她小心收起,随即抬眸看向空无一人的院落,
“还不出来?”
“欸,来了,来了。”
身着白衣,一副官差打扮的男子自院中古树后拉着一黑衣阴差以极快的速度跑到正厅。
方想行礼,眼角余光却瞥见角落里的男子,嘴角的笑意顿时消散,皱着一张脸道,
“大人……”二字方出口,察觉周围气氛不妙,忙又转了个声道,
“您怎又如此?”
方才他就奇怪那沈枝意怎突然转了个态度,感情是自家大人替她解了解那心头之恨……
昔雪挑了挑眉,面不红心不跳,分外平静道,“忘了。”
闻言,张寄礼顿时一副苦不堪言的模样,“您就算骗我能不能换个体面点的理由?”
“你就算再看不过去这顾如璋所为,面上功夫也总要做上一做,事后再寻机给他使个绊子也好啊。您如今这般,说不是故意的,怕都是没人相信啊。”
更别提冥界还有个处处找她茬的大人物,这不是专让他寻出差错,故意惩罚她吗?
可这句话张寄礼也只敢在心里叨叨,万万不敢在她面前说出口,不然遭罪的便是他了。
“你回去汇报之时,只管如实说是我保护不力,这才致使顾如璋落了个一生缠绵病榻的结局。今夜发生之事他也只会当作遭遇了一场意外,至于扰乱了他命数的后果,我自会承担。”
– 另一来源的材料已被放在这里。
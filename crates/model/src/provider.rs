use std::error::Error;

use crate::error::ErrorKind;
use crate::request::ModelRequest;
use crate::response::ModelResponse;

/// The error type for a model provider.
pub trait ModelProviderError: Error + Send + Sync + 'static {
    /// Returns the kind of this error.
    fn kind(&self) -> ErrorKind;
}

/// A type that represents a model provider, which is an entry for
/// sampling streaming completions.
///
/// Once the provider is created, it should behave like a stateless object.
/// It can still have internal state, but callers should not rely on it,
/// and the provider should be prepared for being dropped anytime.
pub trait ModelProvider: Send + Sync {
    /// The error type that may be returned by the provider.
    type Error: ModelProviderError;

    /// The response type for this provider.
    type Response: ModelResponse<Error = Self::Error>;

    /// Sends a request to the model.
    ///
    /// The returned future resolves once the service has accepted the
    /// request, and errors reported at that point are synchronous
    /// rejections. Generated text is pulled from the response afterwards.
    fn send_request(
        &self,
        req: &ModelRequest,
    ) -> impl Future<Output = Result<Self::Response, Self::Error>> + Send + 'static;
}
张寄礼听懂了她言外之意,侧眸看向被乱物挤压的男子,暗暗叹了口气。
自家大人行事有分寸,她说这顾如璋会缠绵病榻,那便是无性命之忧了。
也许他该庆幸,自家大人此次受的刑罚会轻些……
想起此事,张寄礼面上又皱作一团,
“这顾如璋之事先不论,还有方才,您若任由那沈枝意去寻仇,致使她遭受那炼狱之刑。两罪并罚,那冰狱之刑您怕是又要再经历一回。若我未记错,您上次所受刑罚,怕是至今都未曾好全。您这样又是如何行啊。”